Cette complexité, la recherche forestière française l’effleure encore de façon insuffisante. C’est là tout l’enjeu du PEPR FORESTT : structurer une communauté nationale d’environ 1250 scientifiques pour développer des approches interdisciplinaires. L’ambition est bien de faire naître des méthodes de gestion durable capables de faire face aux impacts du changement climatique.
Renforcer les liens entre la gestion des forêts tempérées et tropicales
Avec une moyenne de 200 espèces d’arbres à l’hectare, les forêts tropicales représentent des écosystèmes très diversifiés. Par comparaison, les forêts tempérées comptabilisent entre trois et quinze espèces d’arbres à l’hectare. Pour Plinio Sist, cette complexité sous les tropiques pourrait inspirer les forestiers du Nord : « la riche biodiversité des forêts tropicales est le principal pilier de leur résilience. Ces écosystèmes regorgent d’informations sur la manière dont on peut lutter contre les changements climatiques ».
A l’inverse, les programmes de replantation d’arbres et de sélection variétale en milieux tempérés pourraient servir d’exemple pour la restauration des paysages forestiers au Sud. « Faire des liens, apprendre de chacun et des expériences passées » est aussi une des valeurs ajoutées de ce PEPR, répète le chercheur.
Certaines problématiques sont par ailleurs communes : en sylviculture, l’exploitation ne concerne que quelques espèces, aussi bien au Nord qu’au Sud. Forêts tempérées et tropicales gagneraient à la valorisation de nouvelles espèces commerciales.

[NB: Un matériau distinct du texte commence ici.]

#![allow(dead_code)]

use std::sync::{Arc, Mutex};

use campus_session::client::{
    AuthClient, ClientHooks, LoginRedirect, Navigator, Notice, Notifier,
};
use campus_session::config::{Config, ConfigV1};
use campus_session::startup::build_client;
use figment::{
    providers::{Format, Yaml},
    Figment,
};
use serde_json::{json, Value};

/// Parses a test config pointing at `base_url`. `extra` is appended as
/// additional top-level YAML sections.
pub fn build_config(base_url: &str, extra: &str) -> ConfigV1 {
    build_config_with_timeout(base_url, 3000, extra)
}

pub fn build_config_with_timeout(base_url: &str, timeout_in_ms: u64, extra: &str) -> ConfigV1 {
    let yaml = format!(
        r#"
version: "1.0.0"
backend:
  base_url: "{base_url}"
  timeout_in_ms: {timeout_in_ms}
logging:
  level: "warn"
  format: "json"
{extra}
"#
    );

    let config: Config = Figment::new()
        .merge(Yaml::string(&yaml))
        .extract()
        .expect("Failed to parse integration test config");

    match config {
        Config::ConfigV1(cfg) => cfg,
    }
}

/// Collects redirects and notices instead of showing them.
#[derive(Default)]
pub struct Recorder {
    redirects: Mutex<Vec<String>>,
    notices: Mutex<Vec<Notice>>,
}

impl Recorder {
    pub fn redirects(&self) -> Vec<String> {
        self.redirects.lock().unwrap().clone()
    }

    pub fn notices(&self) -> Vec<Notice> {
        self.notices.lock().unwrap().clone()
    }
}

impl Navigator for Recorder {
    fn current_location(&self) -> Option<String> {
        Some("/dashboard".to_string())
    }

    fn redirect(&self, target: &LoginRedirect) {
        self.redirects.lock().unwrap().push(target.to_uri());
    }
}

impl Notifier for Recorder {
    fn notify(&self, notice: &Notice) {
        self.notices.lock().unwrap().push(notice.clone());
    }
}

pub fn client_for(config: &ConfigV1) -> (AuthClient, Arc<Recorder>) {
    let recorder = Arc::new(Recorder::default());
    let hooks = ClientHooks {
        navigator: recorder.clone(),
        prompter: None,
        notifier: recorder.clone(),
    };
    let client = build_client(config, hooks).expect("client should build");
    (client, recorder)
}

pub fn ok_body(data: Value) -> String {
    json!({"code": 0, "message": "ok", "data": data}).to_string()
}
use std::sync::Arc;

use thiserror::Error;
use tracing::info;

use super::{file_storage::FileStorage, memory_storage::MemoryStorage};
use crate::config::StorageConfig;

/// Keys the session occupies in storage. They are always cleared together.
pub const ACCESS_TOKEN_KEY: &str = "access_token";
pub const REFRESH_TOKEN_KEY: &str = "refresh_token";
pub const USER_PROFILE_KEY: &str = "user_profile";
pub const ROLE_KEY: &str = "role";

pub const SESSION_KEYS: [&str; 4] = [ACCESS_TOKEN_KEY, REFRESH_TOKEN_KEY, USER_PROFILE_KEY, ROLE_KEY];

#[derive(Debug, Error)]
pub enum StorageError {
    #[error("session storage I/O failed: {0}")]
    Io(#[from] std::io::Error),
    #[error("session storage is not valid JSON: {0}")]
    Format(#[from] serde_json::Error),
}

/// A durable key/value store the session is persisted into, so that a
/// restart picks the session back up.
///
/// `write` applies a batch of changes as one unit: `Some` sets a key,
/// `None` removes it.
pub trait SessionStorage: Send + Sync {
    fn name(&self) -> &str;
    fn get(&self, key: &str) -> Option<String>;
    fn write(&self, entries: &[(&str, Option<&str>)]) -> Result<(), StorageError>;

    fn set(&self, key: &str, value: &str) -> Result<(), StorageError> {
        self.write(&[(key, Some(value))])
    }

    fn remove(&self, key: &str) -> Result<(), StorageError> {
        self.write(&[(key, None)])
    }
}

/// Creates a concrete storage implementation based on the StorageConfig.
pub fn create_storage(config: &StorageConfig) -> Result<Arc<dyn SessionStorage>, StorageError> {
    match config {
        StorageConfig::Memory => {
            info!("Session storage is in-memory; the session ends with the process.");
            Ok(Arc::new(MemoryStorage::new()))
        }
        StorageConfig::File(file_config) => {
            let storage = FileStorage::open(&file_config.path)?;
            info!(path = %file_config.path.display(), "Using file session storage.");
            Ok(Arc::new(storage))
        }
    }
}
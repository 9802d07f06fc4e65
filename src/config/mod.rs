// This module re-exports important pieces for convenience,
// so we can "use crate::config::*" easily.
pub mod config;
pub mod logging;
pub mod storage;

pub use config::*;
pub use logging::*;
pub use storage::*;
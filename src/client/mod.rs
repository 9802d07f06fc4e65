//! The authenticated request pipeline: bearer attachment, response
//! inspection, single-flight token refresh and the end-of-session flow.

pub mod api_client;
pub mod error;
pub mod interceptors;
pub mod notice;
pub mod refresh;
pub mod transport;
pub mod unauthorized;

#[cfg(test)]
pub(crate) mod testing;

pub use api_client::{AuthClient, ClientHooks};
pub use error::ApiError;
pub use notice::{Notice, NoticeCategory, Notifier, TracingNotifier};
pub use refresh::RefreshCoordinator;
pub use transport::{
    ApiRequest, RawResponse, ReqwestTransport, RequestKind, Transport, TransportError,
};
pub use unauthorized::{
    EpisodePhase, LoginRedirect, Navigator, Prompter, TracingNavigator, UnauthorizedHandler,
};
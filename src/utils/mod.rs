pub mod logger;
pub mod throttle;

pub use logger::init_logging;
pub use throttle::Throttle;
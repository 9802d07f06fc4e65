use std::time::Duration;

use async_trait::async_trait;
use http::header::{HeaderMap, AUTHORIZATION};
use http::{Method, StatusCode};
use serde_json::Value;
use thiserror::Error;
use tracing::debug;
use url::Url;

use super::error::ApiError;
use crate::config::BackendConfig;

/// What a request is for. Only `Standard` requests take part in token
/// refresh; the others fail straight away on a 401.
#[derive(Debug, Clone, Copy, PartialEq, Eq)]
pub enum RequestKind {
    Standard,
    Login,
    Refresh,
    Logout,
}

/// An outgoing request, before the bearer token is attached.
#[derive(Debug, Clone)]
pub struct ApiRequest {
    pub method: Method,
    pub path: String,
    pub query: Vec<(String, String)>,
    pub body: Option<Value>,
    pub headers: HeaderMap,
    pub kind: RequestKind,
    /// Set once the request has been replayed after a refresh.
    pub retried: bool,
}

impl ApiRequest {
    pub fn new(method: Method, path: impl Into<String>) -> Self {
        Self {
            method,
            path: path.into(),
            query: Vec::new(),
            body: None,
            headers: HeaderMap::new(),
            kind: RequestKind::Standard,
            retried: false,
        }
    }

    pub fn get(path: impl Into<String>) -> Self {
        Self::new(Method::GET, path)
    }

    pub fn post(path: impl Into<String>) -> Self {
        Self::new(Method::POST, path)
    }

    pub fn put(path: impl Into<String>) -> Self {
        Self::new(Method::PUT, path)
    }

    pub fn delete(path: impl Into<String>) -> Self {
        Self::new(Method::DELETE, path)
    }

    pub fn query(mut self, key: impl Into<String>, value: impl Into<String>) -> Self {
        self.query.push((key.into(), value.into()));
        self
    }

    pub fn json(mut self, body: Value) -> Self {
        self.body = Some(body);
        self
    }

    pub fn kind(mut self, kind: RequestKind) -> Self {
        self.kind = kind;
        self
    }

    /// The token currently in the Authorization header, if any.
    pub fn bearer_token(&self) -> Option<&str> {
        self.headers
            .get(AUTHORIZATION)
            .and_then(|value| value.to_str().ok())
            .and_then(|value| value.strip_prefix("Bearer "))
    }
}

/// Status and body of a completed exchange.
#[derive(Debug, Clone)]
pub struct RawResponse {
    pub status: StatusCode,
    pub body: Vec<u8>,
}

impl RawResponse {
    pub fn new(status: StatusCode, body: impl Into<Vec<u8>>) -> Self {
        Self {
            status,
            body: body.into(),
        }
    }
}

#[derive(Debug, Clone, Error, PartialEq, Eq)]
pub enum TransportError {
    #[error("request timed out")]
    Timeout,
    #[error("connection failed: {0}")]
    Connect(String),
    #[error("{0}")]
    Other(String),
}

/// Moves a request over the wire. Implementations never retry and never
/// look at the body; that is the interceptors' job.
#[async_trait]
pub trait Transport: Send + Sync {
    async fn send(&self, request: &ApiRequest) -> Result<RawResponse, TransportError>;
}

/// The production transport, backed by a shared `reqwest::Client`.
pub struct ReqwestTransport {
    client: reqwest::Client,
    base_url: String,
}

impl ReqwestTransport {
    pub fn new(config: &BackendConfig) -> Result<Self, ApiError> {
        Url::parse(&config.base_url).map_err(|e| {
            ApiError::Configuration(format!("invalid base_url '{}': {}", config.base_url, e))
        })?;

        let user_agent = config
            .user_agent
            .clone()
            .unwrap_or_else(|| format!("{}/{}", env!("CARGO_PKG_NAME"), env!("CARGO_PKG_VERSION")));

        let client = reqwest::Client::builder()
            .timeout(Duration::from_millis(config.timeout_in_ms))
            .user_agent(user_agent)
            .build()
            .map_err(|e| ApiError::Configuration(format!("failed to build HTTP client: {}", e)))?;

        Ok(Self {
            client,
            // Ensure base_url ends without a trailing slash
            base_url: config.base_url.trim_end_matches('/').to_string(),
        })
    }

    pub fn base_url(&self) -> &str {
        &self.base_url
    }

    fn url_for(&self, path: &str) -> String {
        if path.starts_with('/') {
            format!("{}{}", self.base_url, path)
        } else {
            format!("{}/{}", self.base_url, path)
        }
    }
}

fn classify(error: reqwest::Error) -> TransportError {
    if error.is_timeout() {
        TransportError::Timeout
    } else if error.is_connect() {
        TransportError::Connect(error.to_string())
    } else {
        TransportError::Other(error.to_string())
    }
}

#[async_trait]
impl Transport for ReqwestTransport {
    async fn send(&self, request: &ApiRequest) -> Result<RawResponse, TransportError> {
        let url = self.url_for(&request.path);
        debug!(method = %request.method, url = %url, "Sending request");

        let mut builder = self
            .client
            .request(request.method.clone(), &url)
            .headers(request.headers.clone());
        if !request.query.is_empty() {
            builder = builder.query(&request.query);
        }
        if let Some(body) = &request.body {
            builder = builder.json(body);
        }

        let response = builder.send().await.map_err(classify)?;
        let status = response.status();
        let body = response.bytes().await.map_err(classify)?;

        debug!(status = status.as_u16(), bytes = body.len(), "Received response");
        Ok(RawResponse::new(status, body.to_vec()))
    }
}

S’unifier pour gagner en poids en Europe et à l’international
Agrégat des données et des connaissances, collaborations interdisciplinaires pérennes, ouverture sur les tropiques : en se constituant en réseau, la recherche forestière française s’assure un poids plus conséquent sur la scène internationale.
Un avantage non négligeable aussi du point de vue de l’Union européenne, qui durcit actuellement sa lutte contre la déforestation importée. « Les pays tropicaux devront bientôt répondre aux exigences européennes en matière d’exploitation durable du bois, par exemple, détaille Plinio Sist. Il y aura un rôle de médiateur à tenir, qui se jouera peut-être via l’accompagnement de certifications des produits tropicaux exportés vers les marchés européens. »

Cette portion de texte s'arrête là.